▶ **What to work on**
In your answer, print each of the records below exactly.

▶ **Records shown**
◆ ◆ ◆ ◆
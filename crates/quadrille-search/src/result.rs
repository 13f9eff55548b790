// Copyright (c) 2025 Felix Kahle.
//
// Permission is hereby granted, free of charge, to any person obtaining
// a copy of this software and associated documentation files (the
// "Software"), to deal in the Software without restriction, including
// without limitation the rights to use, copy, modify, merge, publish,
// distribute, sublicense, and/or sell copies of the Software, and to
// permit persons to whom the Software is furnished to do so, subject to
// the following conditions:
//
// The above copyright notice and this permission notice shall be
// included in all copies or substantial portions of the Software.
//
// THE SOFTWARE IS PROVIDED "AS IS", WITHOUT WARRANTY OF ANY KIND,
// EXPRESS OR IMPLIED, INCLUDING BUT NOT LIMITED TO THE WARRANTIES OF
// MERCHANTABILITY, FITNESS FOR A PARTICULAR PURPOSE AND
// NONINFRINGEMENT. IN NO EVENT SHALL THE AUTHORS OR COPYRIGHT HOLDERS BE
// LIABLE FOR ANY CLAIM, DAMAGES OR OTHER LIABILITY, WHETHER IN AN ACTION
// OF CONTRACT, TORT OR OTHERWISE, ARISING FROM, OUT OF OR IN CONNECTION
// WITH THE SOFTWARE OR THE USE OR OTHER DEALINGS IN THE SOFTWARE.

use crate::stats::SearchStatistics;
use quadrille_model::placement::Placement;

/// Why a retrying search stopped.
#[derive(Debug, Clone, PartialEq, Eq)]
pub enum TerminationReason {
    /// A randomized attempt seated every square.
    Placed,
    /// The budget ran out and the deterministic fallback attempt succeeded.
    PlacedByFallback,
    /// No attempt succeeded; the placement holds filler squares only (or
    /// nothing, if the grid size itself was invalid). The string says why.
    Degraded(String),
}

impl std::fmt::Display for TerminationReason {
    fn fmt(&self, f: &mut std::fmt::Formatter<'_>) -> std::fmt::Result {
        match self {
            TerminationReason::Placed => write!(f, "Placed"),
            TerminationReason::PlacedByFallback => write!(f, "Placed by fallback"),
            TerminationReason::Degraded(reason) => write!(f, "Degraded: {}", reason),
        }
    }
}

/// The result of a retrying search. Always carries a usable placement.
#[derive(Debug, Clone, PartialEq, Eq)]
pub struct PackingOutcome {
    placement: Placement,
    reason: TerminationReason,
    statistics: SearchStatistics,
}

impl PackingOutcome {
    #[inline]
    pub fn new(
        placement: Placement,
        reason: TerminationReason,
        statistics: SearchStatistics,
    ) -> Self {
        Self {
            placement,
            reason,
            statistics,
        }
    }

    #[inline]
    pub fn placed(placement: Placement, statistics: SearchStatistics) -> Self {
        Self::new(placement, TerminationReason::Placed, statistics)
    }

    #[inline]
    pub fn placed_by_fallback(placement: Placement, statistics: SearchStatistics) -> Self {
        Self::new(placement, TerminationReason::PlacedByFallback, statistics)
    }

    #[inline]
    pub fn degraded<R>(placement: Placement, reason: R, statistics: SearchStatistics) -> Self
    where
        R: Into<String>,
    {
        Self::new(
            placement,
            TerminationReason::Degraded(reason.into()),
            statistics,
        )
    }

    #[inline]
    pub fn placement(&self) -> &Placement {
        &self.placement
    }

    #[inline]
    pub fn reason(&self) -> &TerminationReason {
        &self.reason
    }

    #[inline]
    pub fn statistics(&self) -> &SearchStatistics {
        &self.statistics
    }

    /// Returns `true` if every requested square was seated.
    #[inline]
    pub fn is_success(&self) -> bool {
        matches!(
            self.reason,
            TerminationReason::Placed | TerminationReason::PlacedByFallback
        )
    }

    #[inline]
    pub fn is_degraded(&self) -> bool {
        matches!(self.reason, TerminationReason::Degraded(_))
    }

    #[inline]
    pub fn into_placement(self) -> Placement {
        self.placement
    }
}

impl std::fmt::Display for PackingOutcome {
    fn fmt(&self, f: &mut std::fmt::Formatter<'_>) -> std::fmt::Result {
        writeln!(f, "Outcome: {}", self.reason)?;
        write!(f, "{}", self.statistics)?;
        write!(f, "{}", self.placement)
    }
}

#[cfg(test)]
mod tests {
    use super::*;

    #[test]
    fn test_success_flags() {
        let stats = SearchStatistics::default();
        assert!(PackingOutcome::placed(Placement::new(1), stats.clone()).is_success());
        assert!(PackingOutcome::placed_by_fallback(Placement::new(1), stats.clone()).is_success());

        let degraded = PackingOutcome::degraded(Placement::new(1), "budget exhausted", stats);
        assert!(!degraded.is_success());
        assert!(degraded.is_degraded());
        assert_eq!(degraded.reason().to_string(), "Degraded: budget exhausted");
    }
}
◆ ◆ ◆ ◆
▶ **Response to the task**
filename crates/quadrille-search/src/result.rs
repository 13f9eff55548b790
// Copyright (c) 2025 Felix Kahle.
//
// Permission is hereby granted, free of charge, to any person obtaining
// a copy of this software and associated documentation files (the
// "Software"), to deal in the Software without restriction, including
// without limitation the rights to use, copy, modify, merge, publish,
// distribute, sublicense, and/or sell copies of the Software, and to
// permit persons to whom the Software is furnished to do so, subject to
// the following conditions:
//
// The above copyright notice and this permission notice shall be
// included in all copies or substantial portions of the Software.
//
// THE SOFTWARE IS PROVIDED "AS IS", WITHOUT WARRANTY OF ANY KIND,
// EXPRESS OR IMPLIED, INCLUDING BUT NOT LIMITED TO THE WARRANTIES OF
// MERCHANTABILITY, FITNESS FOR A PARTICULAR PURPOSE AND
// NONINFRINGEMENT. IN NO EVENT SHALL THE AUTHORS OR COPYRIGHT HOLDERS BE
// LIABLE FOR ANY CLAIM, DAMAGES OR OTHER LIABILITY, WHETHER IN AN ACTION
// OF CONTRACT, TORT OR OTHERWISE, ARISING FROM, OUT OF OR IN CONNECTION
// WITH THE SOFTWARE OR THE USE OR OTHER DEALINGS IN THE SOFTWARE.

use crate::stats::SearchStatistics;
use quadrille_model::placement::Placement;

/// Why a retrying search stopped.
#[derive(Debug, Clone, PartialEq, Eq)]
pub enum TerminationReason {
    /// A randomized attempt seated every square.
    Placed,
    /// The budget ran out and the deterministic fallback attempt succeeded.
    PlacedByFallback,
    /// No attempt succeeded; the placement holds filler squares only (or
    /// nothing, if the grid size itself was invalid). The string says why.
    Degraded(String),
}

impl std::fmt::Display for TerminationReason {
    fn fmt(&self, f: &mut std::fmt::Formatter<'_>) -> std::fmt::Result {
        match self {
            TerminationReason::Placed => write!(f, "Placed"),
            TerminationReason::PlacedByFallback => write!(f, "Placed by fallback"),
            TerminationReason::Degraded(reason) => write!(f, "Degraded: {}", reason),
        }
    }
}

/// The result of a retrying search. Always carries a usable placement.
#[derive(Debug, Clone, PartialEq, Eq)]
pub struct PackingOutcome {
    placement: Placement,
    reason: TerminationReason,
    statistics: SearchStatistics,
}

impl PackingOutcome {
    #[inline]
    pub fn new(
        placement: Placement,
        reason: TerminationReason,
        statistics: SearchStatistics,
    ) -> Self {
        Self {
            placement,
            reason,
            statistics,
        }
    }

    #[inline]
    pub fn placed(placement: Placement, statistics: SearchStatistics) -> Self {
        Self::new(placement, TerminationReason::Placed, statistics)
    }

    #[inline]
    pub fn placed_by_fallback(placement: Placement, statistics: SearchStatistics) -> Self {
        Self::new(placement, TerminationReason::PlacedByFallback, statistics)
    }

    #[inline]
    pub fn degraded<R>(placement: Placement, reason: R, statistics: SearchStatistics) -> Self
    where
        R: Into<String>,
    {
        Self::new(
            placement,
            TerminationReason::Degraded(reason.into()),
            statistics,
        )
    }

    #[inline]
    pub fn placement(&self) -> &Placement {
        &self.placement
    }

    #[inline]
    pub fn reason(&self) -> &TerminationReason {
        &self.reason
    }

    #[inline]
    pub fn statistics(&self) -> &SearchStatistics {
        &self.statistics
    }

    /// Returns `true` if every requested square was seated.
    #[inline]
    pub fn is_success(&self) -> bool {
        matches!(
            self.reason,
            TerminationReason::Placed | TerminationReason::PlacedByFallback
        )
    }

    #[inline]
    pub fn is_degraded(&self) -> bool {
        matches!(self.reason, TerminationReason::Degraded(_))
    }

    #[inline]
    pub fn into_placement(self) -> Placement {
        self.placement
    }
}

impl std::fmt::Display for PackingOutcome {
    fn fmt(&self, f: &mut std::fmt::Formatter<'_>) -> std::fmt::Result {
        writeln!(f, "Outcome: {}", self.reason)?;
        write!(f, "{}", self.statistics)?;
        write!(f, "{}", self.placement)
    }
}

#[cfg(test)]
mod tests {
    use super::*;

    #[test]
    fn test_success_flags() {
        let stats = SearchStatistics::default();
        assert!(PackingOutcome::placed(Placement::new(1), stats.clone()).is_success());
        assert!(PackingOutcome::placed_by_fallback(Placement::new(1), stats.clone()).is_success());

        let degraded = PackingOutcome::degraded(Placement::new(1), "budget exhausted", stats);
        assert!(!degraded.is_success());
        assert!(degraded.is_degraded());
        assert_eq!(degraded.reason().to_string(), "Degraded: budget exhausted");
    }
}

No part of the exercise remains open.